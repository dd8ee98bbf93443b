//! Bulk action submission and status lookup.
//!
//! # Design
//! - The command is validated and serialized before any write, so every
//!   rejection is free of side effects.
//! - Status fields live under separate keys and are written one at a time;
//!   a store or log failure part way through leaves the earlier fields in
//!   place and is reported as [`BulkError::Store`] or [`BulkError::Log`].
//! - Reads assemble a best-effort snapshot; concurrent executor updates may be
//!   observed partially applied.

use std::sync::Arc;

use chrono::{SubsecRound, Utc};
use sheaf_core::{
    BulkActionId, BulkCommand, BulkError, BulkResult, BulkState, BulkStatus, LogAppender,
    StatusStore, decode_command, encode_command, format_instant, parse_instant,
};
use sheaf_telemetry::Metrics;
use tracing::{debug, warn};

use crate::keys::StatusKeys;

/// Stateless front door for submitting bulk actions and polling their status.
#[derive(Clone)]
pub struct BulkService {
    store: Arc<dyn StatusStore>,
    log: Arc<dyn LogAppender>,
    metrics: Option<Metrics>,
}

impl BulkService {
    /// Service writing status to `store` and commands to `log`.
    #[must_use]
    pub fn new(store: Arc<dyn StatusStore>, log: Arc<dyn LogAppender>) -> Self {
        Self {
            store,
            log,
            metrics: None,
        }
    }

    /// Count submissions and lookups in `metrics`.
    #[must_use]
    pub fn with_metrics(mut self, metrics: Metrics) -> Self {
        self.metrics = Some(metrics);
        self
    }

    /// Record a new bulk action and append its command to the log.
    ///
    /// The returned status is `SCHEDULED`. The log record is keyed by the new
    /// identifier so every record of one action shares a partition. Retrying
    /// after a non-rejected failure may schedule the action twice.
    ///
    /// # Errors
    ///
    /// - [`BulkError::InvalidCommand`] or [`BulkError::Serialization`] before
    ///   anything is written.
    /// - [`BulkError::Store`] or [`BulkError::Log`] when a collaborator fails;
    ///   status fields written before the failure are kept.
    pub async fn run_action(&self, command: BulkCommand) -> BulkResult<BulkStatus> {
        let result = self.submit(command).await;
        match &result {
            Ok(status) => {
                debug!(bulk_action_id = %status.id, "bulk action scheduled");
                if let Some(metrics) = &self.metrics {
                    metrics.inc_bulk_submitted();
                }
            }
            Err(err) if err.is_rejected() => {
                debug!(error = %err, "bulk action rejected");
                if let Some(metrics) = &self.metrics {
                    metrics.inc_bulk_rejected();
                }
            }
            Err(err) => warn!(error = %err, "bulk action submission failed"),
        }
        result
    }

    /// Read back the status recorded for `id`.
    ///
    /// # Errors
    ///
    /// - [`BulkError::NotFound`] when no state is stored for `id`.
    /// - [`BulkError::Corrupt`] when a stored field cannot be interpreted.
    /// - [`BulkError::Serialization`] when the stored command does not decode.
    /// - [`BulkError::Store`] when the store read fails.
    pub async fn get_status(&self, id: BulkActionId) -> BulkResult<BulkStatus> {
        let result = self.read_status(id).await;
        if let Some(metrics) = &self.metrics {
            metrics.inc_status_read(read_outcome(&result));
        }
        result
    }

    /// [`BulkService::get_status`] for an identifier in textual form.
    ///
    /// # Errors
    ///
    /// Returns [`BulkError::InvalidId`] when `id` is not a UUID, otherwise the
    /// errors of [`BulkService::get_status`].
    pub async fn get_status_by_str(&self, id: &str) -> BulkResult<BulkStatus> {
        let id = id.parse::<BulkActionId>()?;
        self.get_status(id).await
    }

    async fn submit(&self, command: BulkCommand) -> BulkResult<BulkStatus> {
        command.validate()?;
        let payload = encode_command(&command)?;

        let id = BulkActionId::generate();
        let status = BulkStatus::scheduled(id, command, Utc::now().trunc_subsecs(6));
        let keys = StatusKeys::for_id(&id);

        self.store
            .put_string(&keys.state, status.state.as_str())
            .await
            .map_err(|err| BulkError::store("put_state", id, err))?;
        self.store
            .put_string(&keys.creation_date, &format_instant(&status.creation_instant))
            .await
            .map_err(|err| BulkError::store("put_creation_date", id, err))?;
        self.store
            .put(&keys.command, Some(payload.clone()))
            .await
            .map_err(|err| BulkError::store("put_command", id, err))?;

        let offset = self
            .log
            .append(&id.to_string(), payload)
            .await
            .map_err(|err| BulkError::log("append_command", id, err))?;
        debug!(
            bulk_action_id = %id,
            partition = offset.partition,
            offset = offset.offset,
            "bulk command appended"
        );
        Ok(status)
    }

    async fn read_status(&self, id: BulkActionId) -> BulkResult<BulkStatus> {
        let keys = StatusKeys::for_id(&id);
        let state = read_state(self.store.as_ref(), id, &keys).await?;

        let creation_instant = match self
            .fetch(id, &keys.creation_date, "get_creation_date")
            .await?
        {
            Some(bytes) => std::str::from_utf8(&bytes)
                .ok()
                .and_then(parse_instant)
                .ok_or_else(|| corrupt(id, "creationDate", Some(bytes.as_slice())))?,
            None => return Err(corrupt(id, "creationDate", None)),
        };
        let command = match self.fetch(id, &keys.command, "get_command").await? {
            Some(bytes) => decode_command(&bytes)?,
            None => return Err(corrupt(id, "command", None)),
        };
        let count = match self.fetch(id, &keys.count, "get_count").await? {
            Some(bytes) => Some(
                std::str::from_utf8(&bytes)
                    .ok()
                    .and_then(|text| text.trim().parse::<u64>().ok())
                    .ok_or_else(|| corrupt(id, "count", Some(bytes.as_slice())))?,
            ),
            None => None,
        };

        Ok(BulkStatus {
            id,
            command,
            state,
            creation_instant,
            count,
        })
    }

    async fn fetch(
        &self,
        id: BulkActionId,
        key: &str,
        operation: &'static str,
    ) -> BulkResult<Option<Vec<u8>>> {
        self.store
            .get(key)
            .await
            .map_err(|err| BulkError::store(operation, id, err))
    }
}

/// Current state of `id`; absent state means the action is unknown.
pub(crate) async fn read_state(
    store: &dyn StatusStore,
    id: BulkActionId,
    keys: &StatusKeys,
) -> BulkResult<BulkState> {
    let bytes = store
        .get(&keys.state)
        .await
        .map_err(|err| BulkError::store("get_state", id, err))?
        .ok_or(BulkError::NotFound { id })?;
    std::str::from_utf8(&bytes)
        .ok()
        .and_then(|text| text.parse::<BulkState>().ok())
        .ok_or_else(|| corrupt(id, "state", Some(bytes.as_slice())))
}

fn corrupt(id: BulkActionId, field: &'static str, raw: Option<&[u8]>) -> BulkError {
    BulkError::Corrupt {
        id,
        field,
        value: raw.and_then(|bytes| std::str::from_utf8(bytes).ok().map(str::to_string)),
    }
}

const fn read_outcome(result: &BulkResult<BulkStatus>) -> &'static str {
    match result {
        Ok(_) => "found",
        Err(BulkError::NotFound { .. }) => "not_found",
        Err(BulkError::Corrupt { .. } | BulkError::Serialization { .. }) => "corrupt",
        Err(_) => "error",
    }
}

..............................

What is needed is a verbatim copy of the data, complete from first line to last.

**Solution to the problem**
repository dd8ee98bbf93443b
//! Bulk action submission and status lookup.
//!
//! # Design
//! - The command is validated and serialized before any write, so every
//!   rejection is free of side effects.
//! - Status fields live under separate keys and are written one at a time;
//!   a store or log failure part way through leaves the earlier fields in
//!   place and is reported as [`BulkError::Store`] or [`BulkError::Log`].
//! - Reads assemble a best-effort snapshot; concurrent executor updates may be
//!   observed partially applied.

use std::sync::Arc;

use chrono::{SubsecRound, Utc};
use sheaf_core::{
    BulkActionId, BulkCommand, BulkError, BulkResult, BulkState, BulkStatus, LogAppender,
    StatusStore, decode_command, encode_command, format_instant, parse_instant,
};
use sheaf_telemetry::Metrics;
use tracing::{debug, warn};

use crate::keys::StatusKeys;

/// Stateless front door for submitting bulk actions and polling their status.
#[derive(Clone)]
pub struct BulkService {
    store: Arc<dyn StatusStore>,
    log: Arc<dyn LogAppender>,
    metrics: Option<Metrics>,
}

impl BulkService {
    /// Service writing status to `store` and commands to `log`.
    #[must_use]
    pub fn new(store: Arc<dyn StatusStore>, log: Arc<dyn LogAppender>) -> Self {
        Self {
            store,
            log,
            metrics: None,
        }
    }

    /// Count submissions and lookups in `metrics`.
    #[must_use]
    pub fn with_metrics(mut self, metrics: Metrics) -> Self {
        self.metrics = Some(metrics);
        self
    }

    /// Record a new bulk action and append its command to the log.
    ///
    /// The returned status is `SCHEDULED`. The log record is keyed by the new
    /// identifier so every record of one action shares a partition. Retrying
    /// after a non-rejected failure may schedule the action twice.
    ///
    /// # Errors
    ///
    /// - [`BulkError::InvalidCommand`] or [`BulkError::Serialization`] before
    ///   anything is written.
    /// - [`BulkError::Store`] or [`BulkError::Log`] when a collaborator fails;
    ///   status fields written before the failure are kept.
    pub async fn run_action(&self, command: BulkCommand) -> BulkResult<BulkStatus> {
        let result = self.submit(command).await;
        match &result {
            Ok(status) => {
                debug!(bulk_action_id = %status.id, "bulk action scheduled");
                if let Some(metrics) = &self.metrics {
                    metrics.inc_bulk_submitted();
                }
            }
            Err(err) if err.is_rejected() => {
                debug!(error = %err, "bulk action rejected");
                if let Some(metrics) = &self.metrics {
                    metrics.inc_bulk_rejected();
                }
            }
            Err(err) => warn!(error = %err, "bulk action submission failed"),
        }
        result
    }

    /// Read back the status recorded for `id`.
    ///
    /// # Errors
    ///
    /// - [`BulkError::NotFound`] when no state is stored for `id`.
    /// - [`BulkError::Corrupt`] when a stored field cannot be interpreted.
    /// - [`BulkError::Serialization`] when the stored command does not decode.
    /// - [`BulkError::Store`] when the store read fails.
    pub async fn get_status(&self, id: BulkActionId) -> BulkResult<BulkStatus> {
        let result = self.read_status(id).await;
        if let Some(metrics) = &self.metrics {
            metrics.inc_status_read(read_outcome(&result));
        }
        result
    }

    /// [`BulkService::get_status`] for an identifier in textual form.
    ///
    /// # Errors
    ///
    /// Returns [`BulkError::InvalidId`] when `id` is not a UUID, otherwise the
    /// errors of [`BulkService::get_status`].
    pub async fn get_status_by_str(&self, id: &str) -> BulkResult<BulkStatus> {
        let id = id.parse::<BulkActionId>()?;
        self.get_status(id).await
    }

    async fn submit(&self, command: BulkCommand) -> BulkResult<BulkStatus> {
        command.validate()?;
        let payload = encode_command(&command)?;

        let id = BulkActionId::generate();
        let status = BulkStatus::scheduled(id, command, Utc::now().trunc_subsecs(6));
        let keys = StatusKeys::for_id(&id);

        self.store
            .put_string(&keys.state, status.state.as_str())
            .await
            .map_err(|err| BulkError::store("put_state", id, err))?;
        self.store
            .put_string(&keys.creation_date, &format_instant(&status.creation_instant))
            .await
            .map_err(|err| BulkError::store("put_creation_date", id, err))?;
        self.store
            .put(&keys.command, Some(payload.clone()))
            .await
            .map_err(|err| BulkError::store("put_command", id, err))?;

        let offset = self
            .log
            .append(&id.to_string(), payload)
            .await
            .map_err(|err| BulkError::log("append_command", id, err))?;
        debug!(
            bulk_action_id = %id,
            partition = offset.partition,
            offset = offset.offset,
            "bulk command appended"
        );
        Ok(status)
    }

    async fn read_status(&self, id: BulkActionId) -> BulkResult<BulkStatus> {
        let keys = StatusKeys::for_id(&id);
        let state = read_state(self.store.as_ref(), id, &keys).await?;

        let creation_instant = match self
            .fetch(id, &keys.creation_date, "get_creation_date")
            .await?
        {
            Some(bytes) => std::str::from_utf8(&bytes)
                .ok()
                .and_then(parse_instant)
                .ok_or_else(|| corrupt(id, "creationDate", Some(bytes.as_slice())))?,
            None => return Err(corrupt(id, "creationDate", None)),
        };
        let command = match self.fetch(id, &keys.command, "get_command").await? {
            Some(bytes) => decode_command(&bytes)?,
            None => return Err(corrupt(id, "command", None)),
        };
        let count = match self.fetch(id, &keys.count, "get_count").await? {
            Some(bytes) => Some(
                std::str::from_utf8(&bytes)
                    .ok()
                    .and_then(|text| text.trim().parse::<u64>().ok())
                    .ok_or_else(|| corrupt(id, "count", Some(bytes.as_slice())))?,
            ),
            None => None,
        };

        Ok(BulkStatus {
            id,
            command,
            state,
            creation_instant,
            count,
        })
    }

    async fn fetch(
        &self,
        id: BulkActionId,
        key: &str,
        operation: &'static str,
    ) -> BulkResult<Option<Vec<u8>>> {
        self.store
            .get(key)
            .await
            .map_err(|err| BulkError::store(operation, id, err))
    }
}

/// Current state of `id`; absent state means the action is unknown.
pub(crate) async fn read_state(
    store: &dyn StatusStore,
    id: BulkActionId,
    keys: &StatusKeys,
) -> BulkResult<BulkState> {
    let bytes = store
        .get(&keys.state)
        .await
        .map_err(|err| BulkError::store("get_state", id, err))?
        .ok_or(BulkError::NotFound { id })?;
    std::str::from_utf8(&bytes)
        .ok()
        .and_then(|text| text.parse::<BulkState>().ok())
        .ok_or_else(|| corrupt(id, "state", Some(bytes.as_slice())))
}

fn corrupt(id: BulkActionId, field: &'static str, raw: Option<&[u8]>) -> BulkError {
    BulkError::Corrupt {
        id,
        field,
        value: raw.and_then(|bytes| std::str::from_utf8(bytes).ok().map(str::to_string)),
    }
}

const fn read_outcome(result: &BulkResult<BulkStatus>) -> &'static str {
    match result {
        Ok(_) => "found",
        Err(BulkError::NotFound { .. }) => "not_found",
        Err(BulkError::Corrupt { .. } | BulkError::Serialization { .. }) => "corrupt",
        Err(_) => "error",
    }
}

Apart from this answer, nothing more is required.